La Presse a envoyé plusieurs demandes d’entrevues aux Drs Malla et Joober. Après avoir affirmé que ceux-ci rencontreraient La Presse le 12 février, une porte-parole du CIUSSS a écrit : « Ils déclinent votre demande d’entrevue pour de multiples raisons de confidentialité. »
*Le médecin examinateur a écrit au patient qu’il n’avait pas compétence pour se prononcer au sujet de la plainte contre le Dr Malla, celui-ci n’étant plus membre du Conseil des médecins, dentistes et pharmaciens de l’établissement, bien qu’il y dirige un immense projet de recherche.

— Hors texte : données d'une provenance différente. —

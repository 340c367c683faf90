//! RSS 2.0 feed source.
//!
//! Fetches the channel over HTTP and parses it with the [`rss`] crate.  The
//! parsing half is a pure function so tests never touch the network.

use reqwest::blocking::Client;

use super::{fetch_body, DataSource, RawItem, SourceError};

/// An RSS feed data source.
pub struct RssSource {
    /// The feed URL to poll.
    pub url: String,
    client: Client,
}

impl RssSource {
    /// Create a new RSS source.
    ///
    /// # Arguments
    ///
    /// * `url`: full URL of the RSS feed (e.g.
    ///   `https://www.logic-sunrise.com/forums/rss/forums/1-news-fr/`).
    /// * `client`: shared HTTP client, see [`crate::http::client`].
    pub fn new(url: impl Into<String>, client: Client) -> Self {
        Self {
            url: url.into(),
            client,
        }
    }

    /// Convert an already-fetched [`rss::Channel`] into [`RawItem`]s.
    pub fn parse_channel(channel: &rss::Channel) -> Vec<RawItem> {
        channel
            .items()
            .iter()
            .map(|item| RawItem {
                title: item.title().map(String::from),
                link: item.link().unwrap_or_default().to_string(),
                // Prefer <description>, fall back to <content:encoded>.
                description_html: item
                    .description()
                    .or_else(|| item.content())
                    .unwrap_or_default()
                    .to_string(),
                published: item.pub_date().map(String::from),
            })
            .collect()
    }
}

impl DataSource for RssSource {
    fn name(&self) -> &str {
        &self.url
    }

    fn fetch(&self) -> Result<Vec<RawItem>, SourceError> {
        let body = fetch_body(&self.client, &self.url)?;
        let channel = rss::Channel::read_from(body.as_slice())?;
        Ok(Self::parse_channel(&channel))
    }
}

// ---------------------------------------------------------------------------
// Tests
// ---------------------------------------------------------------------------
//! Stable identifiers for destinations and feed entries.
//!
//! Both keys are lowercase hex SHA-256 digests.  A [`DestinationKey`] names
//! the state file of one webhook/thread pair; an [`EntryKey`] is what gets
//! stored in that file once an item has been handled.
//!
//! Entry keys are derived from the title alone, so two distinct items that
//! share a title collapse into one.  Feeds we relay don't re-use titles in
//! practice, and hashing the title keeps state files written by earlier
//! deployments valid.

use std::fmt;

use serde::{Deserialize, Serialize};
use sha2::{Digest, Sha256};

/// Identifies the dedup state of one (endpoint, thread) pair.
#[derive(Debug, Clone, PartialEq, Eq, Hash, PartialOrd, Ord)]
pub struct DestinationKey(String);

/// Identifies one feed item by its trimmed title.
#[derive(Debug, Clone, PartialEq, Eq, Hash, PartialOrd, Ord, Serialize, Deserialize)]
#[serde(transparent)]
pub struct EntryKey(String);

impl DestinationKey {
    pub fn as_str(&self) -> &str {
        &self.0
    }
}

impl fmt::Display for DestinationKey {
    fn fmt(&self, f: &mut fmt::Formatter<'_>) -> fmt::Result {
        f.write_str(&self.0)
    }
}

impl fmt::Display for EntryKey {
    fn fmt(&self, f: &mut fmt::Formatter<'_>) -> fmt::Result {
        f.write_str(&self.0)
    }
}

/// Derive the key for an endpoint and thread id.
///
/// The two parts are joined with `-` before hashing.
pub fn destination_key(endpoint: &str, thread_id: &str) -> DestinationKey {
    DestinationKey(sha256_hex(&format!("{endpoint}-{thread_id}")))
}

/// Derive the key for a feed item title.  Surrounding whitespace is ignored.
pub fn entry_key(title: &str) -> EntryKey {
    EntryKey(sha256_hex(title.trim()))
}

fn sha256_hex(input: &str) -> String {
    let mut hasher = Sha256::new();
    hasher.update(input.as_bytes());
    format!("{:x}", hasher.finalize())
}
//! Per-destination record of entries already handled.
//!
//! Each destination gets `{state_dir}/{destination_key}.json`, a JSON array
//! of entry keys.  Order in the file carries no meaning; keys are written
//! sorted so that unchanged sets produce unchanged files.

use std::collections::HashSet;
use std::fs;
use std::io::{self, Write};
use std::path::PathBuf;

use log::debug;
use tempfile::NamedTempFile;
use thiserror::Error;

use crate::ident::{DestinationKey, EntryKey};

/// Entry keys already delivered to one destination.
pub type SeenSet = HashSet<EntryKey>;

#[derive(Debug, Error)]
pub enum StoreError {
    #[error("io error on {path:?}: {source}")]
    Io {
        path: PathBuf,
        #[source]
        source: io::Error,
    },
    #[error("state file {path:?} is corrupt: {source}")]
    Decode {
        path: PathBuf,
        #[source]
        source: serde_json::Error,
    },
    #[error("could not encode seen set: {0}")]
    Encode(#[from] serde_json::Error),
}

/// File-backed [`SeenSet`] storage rooted at one directory.
#[derive(Debug, Clone)]
pub struct SeenStore {
    dir: PathBuf,
}

impl SeenStore {
    pub fn new(dir: impl Into<PathBuf>) -> Self {
        Self { dir: dir.into() }
    }

    pub fn path_for(&self, key: &DestinationKey) -> PathBuf {
        self.dir.join(format!("{}.json", key.as_str()))
    }

    /// Load the set for `key`.
    ///
    /// A destination that was never saved, or whose file is empty, has an
    /// empty set.  Content that is not a JSON array of strings is an error.
    pub fn load(&self, key: &DestinationKey) -> Result<SeenSet, StoreError> {
        let path = self.path_for(key);
        let text = match fs::read_to_string(&path) {
            Ok(text) => text,
            Err(err) if err.kind() == io::ErrorKind::NotFound => {
                debug!("no state for destination {key} yet");
                return Ok(SeenSet::new());
            }
            Err(source) => return Err(StoreError::Io { path, source }),
        };

        let text = text.trim();
        if text.is_empty() {
            return Ok(SeenSet::new());
        }

        let keys: Vec<EntryKey> =
            serde_json::from_str(text).map_err(|source| StoreError::Decode { path, source })?;
        Ok(keys.into_iter().collect())
    }

    /// Replace the stored set for `key`, creating the state directory first
    /// if needed.  The file is swapped in atomically.
    pub fn save(&self, key: &DestinationKey, seen: &SeenSet) -> Result<(), StoreError> {
        fs::create_dir_all(&self.dir).map_err(|source| StoreError::Io {
            path: self.dir.clone(),
            source,
        })?;

        let mut keys: Vec<&EntryKey> = seen.iter().collect();
        keys.sort();
        let content = serde_json::to_string(&keys)?;

        let target = self.path_for(key);
        let io_err = |source| StoreError::Io {
            path: target.clone(),
            source,
        };

        let mut tmp = NamedTempFile::new_in(&self.dir).map_err(io_err)?;
        tmp.write_all(content.as_bytes()).map_err(io_err)?;
        tmp.as_file_mut().sync_all().map_err(io_err)?;
        tmp.persist(&target).map_err(|e| io_err(e.error))?;

        debug!("saved {} entry keys to {:?}", seen.len(), target);
        Ok(())
    }
}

PRÉCISION: Dans ce texte paru dans notre numéro du 26 février dernier, nous avons indiqué que le formulaire de consentement remis aux patients qui participaient à l’étude des Drs Ashok Malla et Ridha Joober indiquait à la quatrième page que Bristol-Myers Squibb supportait l’étude. Il aurait plutôt fallu lire que cette information apparaissait à la quatrième page et également dans le bloc titre de la première page du formulaire de consentement.
Non divulgué dans la revue
La revue scientifique qui a publié l’étude sur l’Abilify n’a jamais été informée des liens financiers unissant les chercheurs aux fabricants de ce médicament. Pourtant, sa politique l’« exige spécifiquement », a écrit à La Presse l’éditeur en chef de la publication, Matcheri S. Keshavan, professeur à Harvard.
L’article publié dans Schizophrenia Research ne mentionne même pas que l’étude a été entièrement financée par le fabricant Bristol Myers Squibb (BMS) – une donnée tout à fait fondamentale. Le Dr Keshavan affirme que cette omission résulte d’un « oubli » de la revue, mais n’a pas pu en expliquer les circonstances.
Le formulaire de consentement remis aux patients notait pour sa part, à la quatrième page, que Bristol-Myers Squibb « supporte l’étude ».